Repeat each line of the records below exactly.
»»
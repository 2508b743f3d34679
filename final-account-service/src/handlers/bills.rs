//! Bill handlers.

use axum::{
    extract::{Json, Path, State},
    http::StatusCode,
};
use uuid::Uuid;
use validator::Validate;

use crate::models::{Bill, CreateBill, UpdateBill};
use crate::startup::AppState;
use account_core::error::AppError;

/// Create a bill under an account.
///
/// POST /accounts/:account_id/bills
pub async fn create_bill(
    State(state): State<AppState>,
    Path(account_id): Path<Uuid>,
    Json(req): Json<CreateBill>,
) -> Result<(StatusCode, Json<Bill>), AppError> {
    req.validate()?;

    state
        .db
        .get_account(account_id)
        .await?
        .ok_or_else(|| AppError::NotFound(anyhow::anyhow!("Final account not found")))?;

    let bill = state.db.create_bill(account_id, &req).await?;

    Ok((StatusCode::CREATED, Json(bill)))
}

/// List bills for an account.
///
/// GET /accounts/:account_id/bills
pub async fn list_bills(
    State(state): State<AppState>,
    Path(account_id): Path<Uuid>,
) -> Result<Json<Vec<Bill>>, AppError> {
    state
        .db
        .get_account(account_id)
        .await?
        .ok_or_else(|| AppError::NotFound(anyhow::anyhow!("Final account not found")))?;

    let bills = state.db.list_bills(account_id).await?;

    Ok(Json(bills))
}

/// Update a bill.
///
/// PATCH /bills/:bill_id
pub async fn update_bill(
    State(state): State<AppState>,
    Path(bill_id): Path<Uuid>,
    Json(req): Json<UpdateBill>,
) -> Result<Json<Bill>, AppError> {
    req.validate()?;

    let bill = state
        .db
        .update_bill(bill_id, &req)
        .await?
        .ok_or_else(|| AppError::NotFound(anyhow::anyhow!("Bill not found")))?;

    Ok(Json(bill))
}

/// Delete a bill.
///
/// DELETE /bills/:bill_id
pub async fn delete_bill(
    State(state): State<AppState>,
    Path(bill_id): Path<Uuid>,
) -> Result<StatusCode, AppError> {
    let deleted = state.db.delete_bill(bill_id).await?;

    if !deleted {
        return Err(AppError::NotFound(anyhow::anyhow!("Bill not found")));
    }

    Ok(StatusCode::NO_CONTENT)
}
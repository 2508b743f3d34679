//! Final account service - manages construction final accounts, bills,
//! sections and line items, deriving contract/final/variation amounts
//! and keeping section totals consistent as items change.

pub mod calc;
pub mod config;
pub mod handlers;
pub mod models;
pub mod services;
pub mod startup;
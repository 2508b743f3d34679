//! Data model for final-account-service.

mod bill;
mod final_account;
mod history;
mod item;
mod review;
mod section;

pub use bill::{Bill, CreateBill, UpdateBill};
pub use final_account::{CreateFinalAccount, FinalAccount, UpdateFinalAccount};
pub use history::ItemHistoryEntry;
pub use item::{CreateLineItem, LineItem, UpdateLineItem};
pub use review::{CreateSectionReview, ReviewRequestStatus, SectionReview};
pub use section::{CreateSection, Section, SectionReviewStatus, UpdateSection};
//! Bill model: named grouping of sections under a final account.

use chrono::{DateTime, Utc};
use serde::{Deserialize, Serialize};
use sqlx::FromRow;
use uuid::Uuid;
use validator::Validate;

#[derive(Debug, Clone, Serialize, Deserialize, FromRow)]
pub struct Bill {
    pub bill_id: Uuid,
    pub account_id: Uuid,
    pub name: String,
    pub display_order: i32,
    pub created_utc: DateTime<Utc>,
}

/// Input for creating a bill.
#[derive(Debug, Clone, Deserialize, Validate)]
pub struct CreateBill {
    #[validate(length(min = 1, max = 200))]
    pub name: String,
}

/// Input for updating a bill.
#[derive(Debug, Clone, Deserialize, Validate)]
pub struct UpdateBill {
    #[validate(length(min = 1, max = 200))]
    pub name: Option<String>,
    pub display_order: Option<i32>,
}
use crate::error::AppError;
use config::{Config as Cfg, File};
use serde::Deserialize;

#[derive(Debug, Deserialize, Clone)]
pub struct Config {
    #[serde(default = "default_port")]
    pub port: u16,
}

fn default_port() -> u16 {
    8080
}

impl Config {
    pub fn load() -> Result<Self, AppError> {
        dotenvy::dotenv().ok();

        let config = Cfg::builder()
            .add_source(File::with_name("configuration").required(false))
            .add_source(config::Environment::with_prefix("APP").separator("__"))
            .build()?;

        Ok(config.try_deserialize()?)
    }
}
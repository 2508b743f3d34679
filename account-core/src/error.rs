use axum::{
    Json,
    http::StatusCode,
    response::{IntoResponse, Response},
};
use serde::Serialize;
use thiserror::Error;

#[derive(Debug, Error)]
pub enum AppError {
    #[error("Validation error: {0}")]
    ValidationError(#[from] validator::ValidationErrors),

    #[error("Bad request: {0}")]
    BadRequest(anyhow::Error),

    #[error("Not found: {0}")]
    NotFound(anyhow::Error),

    #[error("Conflict: {0}")]
    Conflict(anyhow::Error),

    #[error("Internal server error: {0}")]
    InternalError(#[from] anyhow::Error),

    #[error("Service Unavailable")]
    ServiceUnavailable,

    #[error("Database error: {0}")]
    DatabaseError(anyhow::Error),

    #[error("Configuration error: {0}")]
    ConfigError(anyhow::Error),
}

impl From<config::ConfigError> for AppError {
    fn from(err: config::ConfigError) -> Self {
        AppError::ConfigError(anyhow::Error::new(err))
    }
}

impl From<std::io::Error> for AppError {
    fn from(err: std::io::Error) -> Self {
        AppError::InternalError(anyhow::Error::new(err))
    }
}

impl From<sqlx::Error> for AppError {
    fn from(err: sqlx::Error) -> Self {
        match err {
            sqlx::Error::RowNotFound => {
                AppError::NotFound(anyhow::anyhow!("Record not found"))
            }
            other => AppError::DatabaseError(anyhow::Error::new(other)),
        }
    }
}

impl IntoResponse for AppError {
    fn into_response(self) -> Response {
        #[derive(Serialize)]
        struct ErrorResponse {
            error: String,
            #[serde(skip_serializing_if = "Option::is_none")]
            details: Option<String>,
        }

        let (status, error_message, details) = match self {
            AppError::ValidationError(err) => (
                StatusCode::UNPROCESSABLE_ENTITY,
                "Validation error".to_string(),
                Some(err.to_string()),
            ),
            AppError::BadRequest(err) => (StatusCode::BAD_REQUEST, err.to_string(), None),
            AppError::NotFound(err) => (StatusCode::NOT_FOUND, err.to_string(), None),
            AppError::Conflict(err) => (StatusCode::CONFLICT, err.to_string(), None),
            AppError::InternalError(err) => (
                StatusCode::INTERNAL_SERVER_ERROR,
                "Internal server error".to_string(),
                Some(format!("{:#?}", err)),
            ),
            AppError::ServiceUnavailable => (
                StatusCode::SERVICE_UNAVAILABLE,
                "Service unavailable".to_string(),
                None,
            ),
            AppError::DatabaseError(err) => (
                StatusCode::INTERNAL_SERVER_ERROR,
                "Database error".to_string(),
                Some(err.to_string()),
            ),
            AppError::ConfigError(err) => (
                StatusCode::INTERNAL_SERVER_ERROR,
                "Configuration error".to_string(),
                Some(err.to_string()),
            ),
        };

        (
            status,
            Json(ErrorResponse {
                error: error_message,
                details,
            }),
        )
            .into_response()
    }
}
««
Written response =
repository 2508b743f3d34679
filename final-account-service/src/handlers/bills.rs
//! Bill handlers.

use axum::{
    extract::{Json, Path, State},
    http::StatusCode,
};
use uuid::Uuid;
use validator::Validate;

use crate::models::{Bill, CreateBill, UpdateBill};
use crate::startup::AppState;
use account_core::error::AppError;

/// Create a bill under an account.
///
/// POST /accounts/:account_id/bills
pub async fn create_bill(
    State(state): State<AppState>,
    Path(account_id): Path<Uuid>,
    Json(req): Json<CreateBill>,
) -> Result<(StatusCode, Json<Bill>), AppError> {
    req.validate()?;

    state
        .db
        .get_account(account_id)
        .await?
        .ok_or_else(|| AppError::NotFound(anyhow::anyhow!("Final account not found")))?;

    let bill = state.db.create_bill(account_id, &req).await?;

    Ok((StatusCode::CREATED, Json(bill)))
}

/// List bills for an account.
///
/// GET /accounts/:account_id/bills
pub async fn list_bills(
    State(state): State<AppState>,
    Path(account_id): Path<Uuid>,
) -> Result<Json<Vec<Bill>>, AppError> {
    state
        .db
        .get_account(account_id)
        .await?
        .ok_or_else(|| AppError::NotFound(anyhow::anyhow!("Final account not found")))?;

    let bills = state.db.list_bills(account_id).await?;

    Ok(Json(bills))
}

/// Update a bill.
///
/// PATCH /bills/:bill_id
pub async fn update_bill(
    State(state): State<AppState>,
    Path(bill_id): Path<Uuid>,
    Json(req): Json<UpdateBill>,
) -> Result<Json<Bill>, AppError> {
    req.validate()?;

    let bill = state
        .db
        .update_bill(bill_id, &req)
        .await?
        .ok_or_else(|| AppError::NotFound(anyhow::anyhow!("Bill not found")))?;

    Ok(Json(bill))
}

/// Delete a bill.
///
/// DELETE /bills/:bill_id
pub async fn delete_bill(
    State(state): State<AppState>,
    Path(bill_id): Path<Uuid>,
) -> Result<StatusCode, AppError> {
    let deleted = state.db.delete_bill(bill_id).await?;

    if !deleted {
        return Err(AppError::NotFound(anyhow::anyhow!("Bill not found")));
    }

    Ok(StatusCode::NO_CONTENT)
}
repository 2508b743f3d34679
//! Final account service - manages construction final accounts, bills,
//! sections and line items, deriving contract/final/variation amounts
//! and keeping section totals consistent as items change.

pub mod calc;
pub mod config;
pub mod handlers;
pub mod models;
pub mod services;
pub mod startup;
repository 2508b743f3d34679
//! Data model for final-account-service.

mod bill;
mod final_account;
mod history;
mod item;
mod review;
mod section;

pub use bill::{Bill, CreateBill, UpdateBill};
pub use final_account::{CreateFinalAccount, FinalAccount, UpdateFinalAccount};
pub use history::ItemHistoryEntry;
pub use item::{CreateLineItem, LineItem, UpdateLineItem};
pub use review::{CreateSectionReview, ReviewRequestStatus, SectionReview};
pub use section::{CreateSection, Section, SectionReviewStatus, UpdateSection};
//! Bill model: named grouping of sections under a final account.

use chrono::{DateTime, Utc};
use serde::{Deserialize, Serialize};
use sqlx::FromRow;
use uuid::Uuid;
use validator::Validate;

#[derive(Debug, Clone, Serialize, Deserialize, FromRow)]
pub struct Bill {
    pub bill_id: Uuid,
    pub account_id: Uuid,
    pub name: String,
    pub display_order: i32,
    pub created_utc: DateTime<Utc>,
}

/// Input for creating a bill.
#[derive(Debug, Clone, Deserialize, Validate)]
pub struct CreateBill {
    #[validate(length(min = 1, max = 200))]
    pub name: String,
}

/// Input for updating a bill.
#[derive(Debug, Clone, Deserialize, Validate)]
pub struct UpdateBill {
    #[validate(length(min = 1, max = 200))]
    pub name: Option<String>,
    pub display_order: Option<i32>,
}
use crate::error::AppError;
use config::{Config as Cfg, File};
use serde::Deserialize;

#[derive(Debug, Deserialize, Clone)]
pub struct Config {
    #[serde(default = "default_port")]
    pub port: u16,
}

fn default_port() -> u16 {
    8080
}

impl Config {
    pub fn load() -> Result<Self, AppError> {
        dotenvy::dotenv().ok();

        let config = Cfg::builder()
            .add_source(File::with_name("configuration").required(false))
            .add_source(config::Environment::with_prefix("APP").separator("__"))
            .build()?;

        Ok(config.try_deserialize()?)
    }
}
repository 2508b743f3d34679
filename account-core/src/error.rs
use axum::{
    Json,
    http::StatusCode,
    response::{IntoResponse, Response},
};
use serde::Serialize;
use thiserror::Error;

#[derive(Debug, Error)]
pub enum AppError {
    #[error("Validation error: {0}")]
    ValidationError(#[from] validator::ValidationErrors),

    #[error("Bad request: {0}")]
    BadRequest(anyhow::Error),

    #[error("Not found: {0}")]
    NotFound(anyhow::Error),

    #[error("Conflict: {0}")]
    Conflict(anyhow::Error),

    #[error("Internal server error: {0}")]
    InternalError(#[from] anyhow::Error),

    #[error("Service Unavailable")]
    ServiceUnavailable,

    #[error("Database error: {0}")]
    DatabaseError(anyhow::Error),

    #[error("Configuration error: {0}")]
    ConfigError(anyhow::Error),
}

impl From<config::ConfigError> for AppError {
    fn from(err: config::ConfigError) -> Self {
        AppError::ConfigError(anyhow::Error::new(err))
    }
}

impl From<std::io::Error> for AppError {
    fn from(err: std::io::Error) -> Self {
        AppError::InternalError(anyhow::Error::new(err))
    }
}

impl From<sqlx::Error> for AppError {
    fn from(err: sqlx::Error) -> Self {
        match err {
            sqlx::Error::RowNotFound => {
                AppError::NotFound(anyhow::anyhow!("Record not found"))
            }
            other => AppError::DatabaseError(anyhow::Error::new(other)),
        }
    }
}

impl IntoResponse for AppError {
    fn into_response(self) -> Response {
        #[derive(Serialize)]
        struct ErrorResponse {
            error: String,
            #[serde(skip_serializing_if = "Option::is_none")]
            details: Option<String>,
        }

        let (status, error_message, details) = match self {
            AppError::ValidationError(err) => (
                StatusCode::UNPROCESSABLE_ENTITY,
                "Validation error".to_string(),
                Some(err.to_string()),
            ),
            AppError::BadRequest(err) => (StatusCode::BAD_REQUEST, err.to_string(), None),
            AppError::NotFound(err) => (StatusCode::NOT_FOUND, err.to_string(), None),
            AppError::Conflict(err) => (StatusCode::CONFLICT, err.to_string(), None),
            AppError::InternalError(err) => (
                StatusCode::INTERNAL_SERVER_ERROR,
                "Internal server error".to_string(),
                Some(format!("{:#?}", err)),
            ),
            AppError::ServiceUnavailable => (
                StatusCode::SERVICE_UNAVAILABLE,
                "Service unavailable".to_string(),
                None,
            ),
            AppError::DatabaseError(err) => (
                StatusCode::INTERNAL_SERVER_ERROR,
                "Database error".to_string(),
                Some(err.to_string()),
            ),
            AppError::ConfigError(err) => (
                StatusCode::INTERNAL_SERVER_ERROR,
                "Configuration error".to_string(),
                Some(err.to_string()),
            ),
        };

        (
            status,
            Json(ErrorResponse {
                error: error_message,
                details,
            }),
        )
            .into_response()
    }
}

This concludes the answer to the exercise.